Colonel Callan was a mercenary soldier during the Angolan civil war of 1974-1976. He was neither a colonel nor called 'Callan'; his real name was Costas Georgiou, he was of mixed Cypriot-British descent, and he was originally a private in the British Army's First Parachute Regiment. He was dishonourably discharged in the early 1970s due to his role in a robbery on a post office in Northern Ireland, after which he moved to Africa and took to paid soldiering - an expanding industry at the time, due to a rash of civil wars in the newly-liberated colonies.

His chosen battlefield was Angola, where he was recruited by the Western-backed FNLA (the 'Front for the National Liberation of Angola', who were dedicated to the liberation of Angola from the MPLA, the 'Popular Movement for the Liberation of Angola', who were in turn dedicated to the liberation of Angola from UNITA, the 'National Union for the Total Independence of Angola', who were, in weary turn, dedicated to the liberation of Angola from both the MPLA and the FNLA).

Callan built up quite a legend around himself, as he proved to be an unstable psychopath, militarily inexperienced, but making up for it by ruthlessly executing prisoners and suspected deserters, and leading his men in frontal assaults against MPLA and UNITA forces, sustaining great casualties but caring not a jot. In an insane war, he slotted in perfectly, until, in 1975, he was wounded and captured by Cuban troops. Cubans were involved, I haven't mentioned them yet. Along with three other mercenaries, he was tortured and put to death. His body was flown back to Britain where, supposedly, baggage handers at the airport refused to unload it.

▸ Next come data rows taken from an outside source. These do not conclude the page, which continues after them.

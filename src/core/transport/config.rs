//! Transport configuration types.

use serde::{Deserialize, Serialize};

/// Transport configuration options.
#[derive(Debug, Clone, Serialize, Deserialize)]
#[serde(tag = "type", rename_all = "lowercase")]
pub enum TransportConfig {
    /// Standard input/output transport for subprocess clients.
    #[cfg(feature = "stdio")]
    Stdio,

    /// HTTP transport: SSE streaming endpoints plus the single-shot route.
    #[cfg(feature = "http")]
    Http(HttpConfig),
}

/// HTTP transport configuration.
#[cfg(feature = "http")]
#[derive(Debug, Clone, Serialize, Deserialize)]
pub struct HttpConfig {
    /// Port number to listen on.
    pub port: u16,

    /// Host address to bind to.
    #[serde(default = "default_host")]
    pub host: String,

    /// Path that opens the SSE streaming channel.
    #[serde(default = "default_sse_path")]
    pub sse_path: String,

    /// Companion path carrying client-to-server frames for the SSE channel.
    #[serde(default = "default_post_path")]
    pub post_path: String,

    /// Enable CORS for browser clients.
    #[serde(default = "default_cors")]
    pub enable_cors: bool,
}

#[cfg(feature = "http")]
fn default_host() -> String {
    "0.0.0.0".to_string()
}

#[cfg(feature = "http")]
fn default_sse_path() -> String {
    "/sse".to_string()
}

#[cfg(feature = "http")]
fn default_post_path() -> String {
    "/messages".to_string()
}

#[cfg(feature = "http")]
fn default_cors() -> bool {
    true
}

impl Default for TransportConfig {
    fn default() -> Self {
        // HTTP is the default serving mode; the stdio flag opts out of it.
        #[cfg(feature = "http")]
        {
            return Self::Http(HttpConfig::default());
        }

        #[cfg(all(not(feature = "http"), feature = "stdio"))]
        {
            return Self::Stdio;
        }

        #[cfg(not(any(feature = "stdio", feature = "http")))]
        {
            compile_error!("At least one transport feature must be enabled: stdio or http");
        }
    }
}

#[cfg(feature = "http")]
impl Default for HttpConfig {
    fn default() -> Self {
        Self {
            port: 8000,
            host: default_host(),
            sse_path: default_sse_path(),
            post_path: default_post_path(),
            enable_cors: default_cors(),
        }
    }
}

impl TransportConfig {
    /// Create a STDIO transport config.
    #[cfg(feature = "stdio")]
    pub fn stdio() -> Self {
        Self::Stdio
    }

    /// Create an HTTP transport config.
    #[cfg(feature = "http")]
    pub fn http(port: u16, host: impl Into<String>) -> Self {
        Self::Http(HttpConfig {
            port,
            host: host.into(),
            ..Default::default()
        })
    }

    /// Load transport config from environment variables.
    ///
    /// `MCP_TRANSPORT=stdio` selects stdio framing; anything else serves
    /// HTTP. The port comes from `PORT` (hosting platforms set it) with a
    /// local default of 8000.
    pub fn from_env() -> Self {
        let transport = std::env::var("MCP_TRANSPORT")
            .unwrap_or_default()
            .to_lowercase();

        match transport.as_str() {
            #[cfg(feature = "stdio")]
            "stdio" => Self::Stdio,
            #[cfg(feature = "http")]
            _ => {
                let port = std::env::var("PORT")
                    .ok()
                    .and_then(|p| p.parse().ok())
                    .unwrap_or(8000);
                let host = std::env::var("MCP_HTTP_HOST").unwrap_or_else(|_| default_host());
                Self::Http(HttpConfig {
                    port,
                    host,
                    ..Default::default()
                })
            }
            #[cfg(all(not(feature = "http"), feature = "stdio"))]
            _ => Self::Stdio,
        }
    }

    /// Get a description of this transport for logging.
    pub fn description(&self) -> String {
        match self {
            #[cfg(feature = "stdio")]
            Self::Stdio => "STDIO (standard MCP mode)".to_string(),
            #[cfg(feature = "http")]
            Self::Http(cfg) => format!(
                "HTTP on {}:{} (SSE at {}, single-shot at /chatgpt)",
                cfg.host, cfg.port, cfg.sse_path
            ),
        }
    }

    /// Check if this transport is the standard STDIO mode.
    pub fn is_stdio(&self) -> bool {
        #[cfg(feature = "stdio")]
        {
            matches!(self, Self::Stdio)
        }
        #[cfg(not(feature = "stdio"))]
        {
            false
        }
    }
}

By the 1970s cowboys, spies, superheroes and private detectives were old-fashioned, and mercenary soldiers were the new heroes; with constant defence cuts and an efficient modern army, Britain in particular was a leading source of these dashing privateers, many of whom were blundering amateurs lured by tales of money and cheap glory, many of whom ended up dead or maimed with nothing to show for it. Callan's life and death highlighted this and led to paid soldiering becoming more shadowy and, supposedly, more professional during the 1980s; the romance had gone, its passing marked only by The Wild Geese and Elvis Costello's 'Oliver's Army'.